L’ancien directeur d’une caisse de retraite de professions libérales condamné pour favoritisme
L’ancien directeur d’une caisse de retraite de professions libérales condamné pour favoritisme
Par Bertrand Bissuel
La Cour de discipline budgétaire et financière a reconnu les nombreuses infractions commises par Jean-Marie Saunier, ex-responsable du « groupe Berri ». Déjà condamné pénalement, il se voit infliger une amende pour un « avantage injustifié » accordé au président du conseil d’administration d’une des entités qu’il dirigeait.
La sanction peut paraître modeste mais sa motivation, elle, est particulièrement sévère. Un ancien dirigeant d’une des plus importantes caisses de retraite de professions libérales a été condamné, vendredi 30 décembre, à 500 euros d’amende pour avoir accordé des avantages indus au président de son conseil d’administration. La décision, rendue par la Cour de discipline budgétaire et financière (CDBF), constate, par ailleurs, que le mis en cause, Jean-Marie Saunier, et son prédécesseur au même poste, François Durin, ont commis d’autres manquements. Mais comme ceux-ci ont déjà été réprimés par le tribunal correctionnel de Paris il y a un an, les deux hommes ne peuvent pas se voir infliger, à nouveau, une peine.
Très peu connue du grand public, la CDBF est une institution associée à la Cour des comptes, chargée de sanctionner les infractions en matière de finances publiques. Sont susceptibles de comparaître devant elle des fonctionnaires, des gestionnaires d’organismes publics, des membres de cabinets ministériels, etc.
L’affaire qu’elle a eu à examiner concerne le très complexe système d’assurance-vieillesse des professions libérales. Celui-ci est structuré autour d’une caisse nationale (la CNAVPL) et de « sections professionnelles » – parmi lesquelles la Cipav, la Cavec et la Cavom. Ces dernières se sont rassemblées dans le « groupe Berri » – dirigé par M. Durin puis par Saunier, de 2002 à fin 2012. Voilà pour le décor.
« Gouvernance floue », « pratiques discriminatoires », « gestion médiocre »...

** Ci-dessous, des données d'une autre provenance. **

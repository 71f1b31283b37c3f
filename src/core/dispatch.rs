//! Delayed driver assignment
//!
//! A `Dispatcher` holds at most one pending one-shot task. The task sleeps
//! for the configured delay and then posts its message on the channel the
//! event loop drains. Scheduling again, cancelling, or dropping the
//! dispatcher aborts whatever is still pending.

use std::time::Duration;

use tokio::sync::mpsc;
use tokio::task::JoinHandle;
use tracing::debug;

/// One-shot delayed message sender
#[derive(Debug)]
pub struct Dispatcher<M> {
    tx: mpsc::Sender<M>,
    delay: Duration,
    pending: Option<JoinHandle<()>>,
}

impl<M: Send + 'static> Dispatcher<M> {
    /// Create a dispatcher posting to `tx` after `delay`
    pub fn new(tx: mpsc::Sender<M>, delay: Duration) -> Self {
        Self {
            tx,
            delay,
            pending: None,
        }
    }

    pub fn delay(&self) -> Duration {
        self.delay
    }

    /// Post `message` once the delay elapses, replacing any pending message
    ///
    /// Must be called from within a tokio runtime.
    pub fn schedule(&mut self, message: M) {
        self.cancel();

        let tx = self.tx.clone();
        let delay = self.delay;
        debug!(delay_ms = delay.as_millis() as u64, "scheduling dispatch");

        self.pending = Some(tokio::spawn(async move {
            tokio::time::sleep(delay).await;
            // Receiver gone means the session was torn down
            let _ = tx.send(message).await;
        }));
    }

    /// Abort the pending message, returning whether one was still waiting
    pub fn cancel(&mut self) -> bool {
        match self.pending.take() {
            Some(handle) if !handle.is_finished() => {
                handle.abort();
                debug!("pending dispatch cancelled");
                true
            }
            _ => false,
        }
    }

    /// Whether a message is still waiting to be sent
    pub fn is_pending(&self) -> bool {
        self.pending
            .as_ref()
            .map(|handle| !handle.is_finished())
            .unwrap_or(false)
    }
}

impl<M> Drop for Dispatcher<M> {
    fn drop(&mut self) {
        if let Some(handle) = self.pending.take() {
            handle.abort();
        }
    }
}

Dans son rapport annuel de 2014, la Cour des comptes avait adressé des critiques très dures à la Cipav, l’entité la plus importante du dispositif (avec quelque 800 000 affiliés) : « gouvernance floue », « gestion médiocre et peu transparente des placements », service « déplorable » aux assurés avec des « pratiques discriminatoires » à l’encontre des auto-entrepreneurs (qui sont censés être rattachés à la Cipav)…

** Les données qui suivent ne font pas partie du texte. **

//! ridehail - book a ride from your terminal
//!
//! Run without arguments to launch the TUI, or use subcommands for CLI mode.

use std::path::Path;

use clap::Parser;
use tracing_subscriber::EnvFilter;

use ridehail::cli::commands::{Cli, Commands};
use ridehail::cli::{book, config, rides};
use ridehail::core::config::Config;
use ridehail::error::Result;
use ridehail::tui::App;

#[tokio::main]
async fn main() {
    // Initialize logging; stderr keeps stdout clean for CLI output
    let filter = EnvFilter::try_from_default_env().unwrap_or_else(|_| EnvFilter::new("warn"));

    tracing_subscriber::fmt()
        .with_env_filter(filter)
        .with_writer(std::io::stderr)
        .init();

    if let Err(e) = run().await {
        eprintln!("Error: {}", e);
        std::process::exit(1);
    }
}

async fn run() -> Result<()> {
    let cli = Cli::parse();
    let config_path = cli.config.as_deref();

    match cli.command {
        // No subcommand - launch TUI mode
        None => run_tui(&load_config(config_path)?).await,

        Some(Commands::Rides(args)) => rides::handle_rides(args),
        Some(Commands::Book(args)) => book::handle_book(args, &load_config(config_path)?).await,
        Some(Commands::Config(args)) => config::handle_config(args.command, config_path),
    }
}

fn load_config(path: Option<&Path>) -> Result<Config> {
    match path {
        Some(path) => Config::load_from(path),
        None => Config::load(),
    }
}

/// Run the TUI application
async fn run_tui(config: &Config) -> Result<()> {
    let mut app = App::new(config);
    app.run().await
}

La Cour avait aussi souligné « un refus délibéré d’appliquer les règles de commande publique », en particulier en matière de prestations informatiques (pas de mise en concurrence pour la passation de marchés, absence de mesures de publicité…). Or la Cipav a consacré beaucoup d’argent pour moderniser son système d’information : « Les dépenses engagées pour la refonte ont atteint, en 2013, 24 millions d’euros », soit dix fois plus que l’estimation initiale faite en 2005, d’après la Cour. Des dérives se sont aussi produites à la Cavec.
Les « irrégularités » commises lors de l’attribution de marchés ont d’ailleurs débouché sur une procédure pénale. Fin 2015, MM. Durin et Saunier ont ainsi été condamnés par le tribunal correctionnel de Paris à deux mois de prison avec sursis et à des amendes, de respectivement 12 000 et 15 000 euros (partiellement assorties d’un sursis).
« Avantage injustifié »
Les faits, jugés il y a un an, ont été à nouveau examinés par la CDBF, lors de l’audience qui s’est tenue le 9 décembre. Dans son arrêt, elle constate que la Cavec a signé des contrats de services, en matière informatique, sans respecter les règles de publicité et de mise en concurrence. Les sommes en jeu n’étaient pas négligeables : un peu plus de 6,5 millions d’euros (hors taxe), « à la fin 2012 ». Ce sont des « infractions », conclut la CDBF, mais qu’elle ne réprime pas puisque le tribunal correctionnel l’a déjà fait, l’an passé.
En revanche, M. Saunier se voit infliger 500 euros d’amende pour avoir été excessivement indulgent à l’égard de Jacques Escourrou, qui fut président du conseil d’administration de la Cipav jusqu’en 2014. Ce dernier, payant avec beaucoup de retard ses cotisations à la caisse, aurait dû se voir appliquer des pénalités. Tel ne fut pas le cas. Or, M. Saunier « était tenu de procéder au recouvrement » des majorations, estime la CDBF. Mais en s’abstenant d’agir, il a procuré à M. Escourrou « un avantage injustifié entraînant un préjudice pour l’organisme et le régime dont il assurait la gestion ».